20 Towards the end of the novel, when a flood overcomes Sevier County, Sheriff Fate enters a discussion about how viable it is to have a community in this location. The storekeeper tells him that he reckons that “there are just some places the good lord didn’t intend folks to live in” (162), and then Mrs. Walker tells him that she has never seen a place where people were so mean and willing to take advantage of one another. Opting against the easy nostalgic response, Fate tells her that things “used to be worse” (164). Robert Jarrett notes that in novels such as Child of God and Outer Dark, McCarthy constructs an Appalachia that is almost completely devoid of the history of the southern United States: there are no references to the Confederacy, the Reconstruction, or any of the key moments that inspire so much of the cultural production that has emerged from the region (24–25).

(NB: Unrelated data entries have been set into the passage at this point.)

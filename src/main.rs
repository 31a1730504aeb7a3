use kubechat::assistant::ChatService;
use kubechat::config::{AssistantMode, CONFIG};
use kubechat::kube::{ClusterInspector, KubectlExecutor};
use kubechat::providers::Providers;
use kubechat::server::{AppState, kubechat_router};
use mimalloc::MiMalloc;
use std::net::SocketAddr;
use tokio::{net::TcpListener, signal};
use tracing::{info, warn};
use tracing_subscriber::{EnvFilter, layer::SubscriberExt, util::SubscriberInitExt};

#[global_allocator]
static GLOBAL: MiMalloc = MiMalloc;

#[tokio::main]
async fn main() -> Result<(), Box<dyn std::error::Error>> {
    dotenvy::dotenv().ok();

    let cfg = &*CONFIG;

    let env_filter = EnvFilter::try_from_default_env()
        .unwrap_or_else(|_| EnvFilter::new(cfg.basic.loglevel.clone()));
    tracing_subscriber::registry()
        .with(env_filter)
        .with(
            tracing_subscriber::fmt::layer()
                .compact()
                .with_level(true)
                .with_target(false),
        )
        .init();

    cfg.validate()?;

    info!(
        database_url = %cfg.basic.database_url,
        loglevel = %cfg.basic.loglevel,
        listen_addr = %cfg.basic.listen_addr,
        listen_port = cfg.basic.listen_port,
        mode = %cfg.assistant.mode,
        auth = cfg.basic.api_key().is_some(),
        "Starting kubechat"
    );

    let store = kubechat::db::spawn(&cfg.basic.database_url).await?;
    let providers = Providers::from_config(&cfg.providers)?;

    let chat = match cfg.assistant.mode {
        AssistantMode::Chatbot => ChatService::chatbot(&cfg.assistant, store, providers.active),
        AssistantMode::Chatops => {
            let executor = KubectlExecutor::new(&cfg.kubectl);
            let cluster = ClusterInspector::new(&cfg.kubectl, executor.kubectl().clone());

            let status = cluster.status().await;
            if status.connected {
                info!(
                    context = status.active_context.as_deref().unwrap_or("-"),
                    api_server = status.api_server.as_deref().unwrap_or("-"),
                    "Kubernetes cluster reachable"
                );
            } else {
                warn!(status = %status.message, "Kubernetes cluster not reachable at startup");
            }

            ChatService::chatops(&cfg.assistant, store, providers.active, executor, cluster)
        }
    };

    let state = AppState::new(chat, cfg.basic.api_key(), cfg.basic.insecure_cookie)
        .with_static_dir(&cfg.basic.static_dir);
    let app = kubechat_router(state);

    let addr = SocketAddr::from((cfg.basic.listen_addr, cfg.basic.listen_port));
    let listener = TcpListener::bind(addr).await?;
    info!("HTTP server listening on {}", addr);
    axum::serve(listener, app)
        .with_graceful_shutdown(shutdown_signal())
        .await?;
    info!("Server has shut down gracefully.");
    Ok(())
}

async fn shutdown_signal() {
    let ctrl_c = async {
        if let Err(e) = signal::ctrl_c().await {
            warn!(error = %e, "failed to install Ctrl+C handler");
            std::future::pending::<()>().await;
        }
    };

    #[cfg(unix)]
    let terminate = async {
        match signal::unix::signal(signal::unix::SignalKind::terminate()) {
            Ok(mut sig) => {
                sig.recv().await;
            }
            Err(e) => {
                warn!(error = %e, "failed to install SIGTERM handler");
                std::future::pending::<()>().await;
            }
        }
    };

    #[cfg(not(unix))]
    let terminate = std::future::pending::<()>();

    tokio::select! {
        () = ctrl_c => info!("Received Ctrl+C, shutting down"),
        () = terminate => info!("Received SIGTERM, shutting down"),
    }
}
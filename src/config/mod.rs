mod assistant;
mod basic;
mod kubectl;
mod providers;

pub use assistant::{AssistantConfig, AssistantMode};
pub use basic::BasicConfig;
pub use kubectl::KubectlConfig;
pub use providers::{
    AzureConfig, ClaudeConfig, GeminiConfig, OllamaConfig, OpenaiCompatConfig, ProviderDefaults,
    ProviderKind, ProvidersConfig, UpstreamOverrides, UpstreamSettings,
};

use figment::{
    Figment,
    providers::{Env, Format, Serialized, Toml},
    value::Uncased,
};
use serde::{Deserialize, Serialize};
use std::{path::PathBuf, sync::LazyLock};
use thiserror::Error as ThisError;

/// Application configuration managed by Figment.
#[derive(Debug, Clone, Deserialize, Serialize, Default)]
pub struct Config {
    /// Core server configuration (see `basic` table in config.toml).
    #[serde(default)]
    pub basic: BasicConfig,

    /// Conversation behaviour (see `assistant` table in config.toml).
    #[serde(default)]
    pub assistant: AssistantConfig,

    /// LLM provider selection and upstream settings (see `providers` table in config.toml).
    #[serde(default)]
    pub providers: ProvidersConfig,

    /// kubectl invocation settings (see `kubectl` table in config.toml).
    #[serde(default)]
    pub kubectl: KubectlConfig,
}

#[derive(Debug, ThisError)]
pub enum ConfigError {
    #[error("failed to extract configuration: {0}")]
    Extract(#[from] Box<figment::Error>),

    #[error("provider `{provider}` requires `{field}` to be set")]
    MissingField {
        provider: ProviderKind,
        field: &'static str,
    },

    #[error("invalid value for `{field}`: {reason}")]
    Invalid { field: &'static str, reason: String },
}

const DEFAULT_CONFIG_FILE: &str = "config.toml";
const ENV_PREFIX: &str = "KUBECHAT_";

/// Legacy `.env` variable names, mapped to config keys.
const LEGACY_ENV_KEYS: &[(&str, &str)] = &[
    ("model_provider", "providers.active"),
    ("log_level", "basic.loglevel"),
    ("openai_api_key", "providers.openai.api_key"),
    ("openai_model", "providers.openai.model"),
    ("azure_openai_endpoint", "providers.azure.endpoint"),
    ("azure_openai_api_key", "providers.azure.api_key"),
    ("azure_openai_api_version", "providers.azure.api_version"),
    ("azure_openai_deployment_name", "providers.azure.deployment"),
    ("gemini_api_key", "providers.gemini.api_key"),
    ("gemini_model", "providers.gemini.model"),
    ("claude_api_key", "providers.claude.api_key"),
    ("claude_model", "providers.claude.model"),
    ("deepseek_api_key", "providers.deepseek.api_key"),
    ("deepseek_model", "providers.deepseek.model"),
    ("ollama_base_url", "providers.ollama.base_url"),
    ("ollama_model", "providers.ollama.model"),
    ("kubeconfig_path", "kubectl.kubeconfig"),
];

fn legacy_env() -> Env {
    Env::raw()
        .filter_map(|key| {
            LEGACY_ENV_KEYS
                .iter()
                .find(|(legacy, _)| key.as_str().eq_ignore_ascii_case(legacy))
                .map(|(_, mapped)| Uncased::from(*mapped))
        })
}

impl Config {
    /// Builds a Figment that merges, in increasing priority: defaults, the optional
    /// `config.toml`, legacy `.env` names, then `KUBECHAT_SECTION__FIELD` variables.
    pub fn figment() -> Figment {
        let mut figment = Figment::new().merge(Serialized::defaults(Config::default()));
        if PathBuf::from(DEFAULT_CONFIG_FILE).is_file() {
            figment = figment.merge(Toml::file(DEFAULT_CONFIG_FILE));
        }
        figment
            .merge(legacy_env())
            .merge(Env::prefixed(ENV_PREFIX).split("__"))
    }

    pub fn load() -> Result<Self, ConfigError> {
        Self::figment().extract().map_err(|e| ConfigError::from(Box::new(e)))
    }

    /// Loads configuration, panicking on malformed input. Used by the global `CONFIG`.
    pub fn from_optional_toml() -> Self {
        Self::load().unwrap_or_else(|err| {
            panic!("failed to extract configuration (defaults + optional config.toml + env): {err}")
        })
    }

    /// Checks that the active provider has everything it needs to make a request.
    pub fn validate(&self) -> Result<(), ConfigError> {
        self.providers.validate_active()?;
        self.kubectl.validate()?;
        if self.assistant.max_tokens == 0 {
            return Err(ConfigError::Invalid {
                field: "assistant.max_tokens",
                reason: "must be greater than zero".to_string(),
            });
        }
        Ok(())
    }
}

/// Global, lazily-initialized configuration instance.
pub static CONFIG: LazyLock<Config> = LazyLock::new(Config::from_optional_toml);

#[cfg(test)]
mod tests {
    use super::*;

    #[test]
    fn defaults_validate_for_ollama_only() {
        let mut cfg = Config::default();
        cfg.providers.active = ProviderKind::Ollama;
        assert!(cfg.validate().is_ok());

        cfg.providers.active = ProviderKind::Openai;
        let err = cfg.validate().unwrap_err();
        assert!(matches!(
            err,
            ConfigError::MissingField {
                provider: ProviderKind::Openai,
                field: "api_key"
            }
        ));
    }

    #[test]
    fn toml_overrides_merge_over_defaults() {
        let cfg: Config = Figment::new()
            .merge(Serialized::defaults(Config::default()))
            .merge(Toml::string(
                r#"
                [basic]
                listen_port = 8080

                [providers]
                active = "DeepSeek"

                [providers.deepseek]
                api_key = "sk-test"
                retry_max_times = 5
                "#,
            ))
            .extract()
            .unwrap();

        assert_eq!(cfg.basic.listen_port, 8080);
        assert_eq!(cfg.providers.active, ProviderKind::Deepseek);
        assert_eq!(cfg.providers.deepseek.api_key.as_deref(), Some("sk-test"));
        assert_eq!(cfg.providers.deepseek.model, "deepseek-chat");
        assert_eq!(cfg.providers.upstream(ProviderKind::Deepseek).retry_max_times, 5);
        assert_eq!(cfg.providers.upstream(ProviderKind::Openai).retry_max_times, 2);
        assert!(cfg.validate().is_ok());
    }

    #[test]
    fn legacy_env_names_map_onto_config_keys() {
        figment::Jail::expect_with(|jail| {
            jail.set_env("MODEL_PROVIDER", "claude");
            jail.set_env("CLAUDE_API_KEY", "sk-ant");
            jail.set_env("KUBECHAT_BASIC__LISTEN_PORT", "7000");

            let cfg = Config::load().expect("config should load");
            assert_eq!(cfg.providers.active, ProviderKind::Claude);
            assert_eq!(cfg.providers.claude.api_key.as_deref(), Some("sk-ant"));
            assert_eq!(cfg.basic.listen_port, 7000);
            Ok(())
        });
    }
}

In the absence of a romantic reading of history, McCarthy accentuates the complex and often unsavoury past of Sevier County, complicating the nostalgic impulse critics often read in Appalachian literature.

Dreams of the Past and Dreams of Escape in The Coming of Winter

21 Many critics talk about the degree to which Richards’s Newcastle is alienated from central Canada and the economic centres of North America, but the insular community depicted in The Coming of Winter seems equally isolated from the rest of New Brunswick and the Maritimes. Richards’s later work makes fleeting references to social forces such as the provincial government, the owners of mills, and university-educated social workers who exert control over his characters to varying degrees. The world of The Coming of Winter, however, begins and ends with Kevin’s community, with the narrator mentioning only briefly that Pamela’s family lives a two-day drive away from the Dulse house and providing no other details about her hometown. As critics such as Tony Tremblay have proposed, the Miramichi of Richards’s early period is a world that the literary establishment of the time and contemporary readers would have trouble recognizing. In The Coming of Winter, Newcastle resembles a frontier town: the roads seem to be unfit for cars to drive on, Kevin and his friends constantly come into contact with rough workers from the woods and mills at bars, and it is commonplace to spend a Friday night negotiating the price of wine at a bootlegger’s, go to a shed to drink the wine, and then walk around town in search of a fight.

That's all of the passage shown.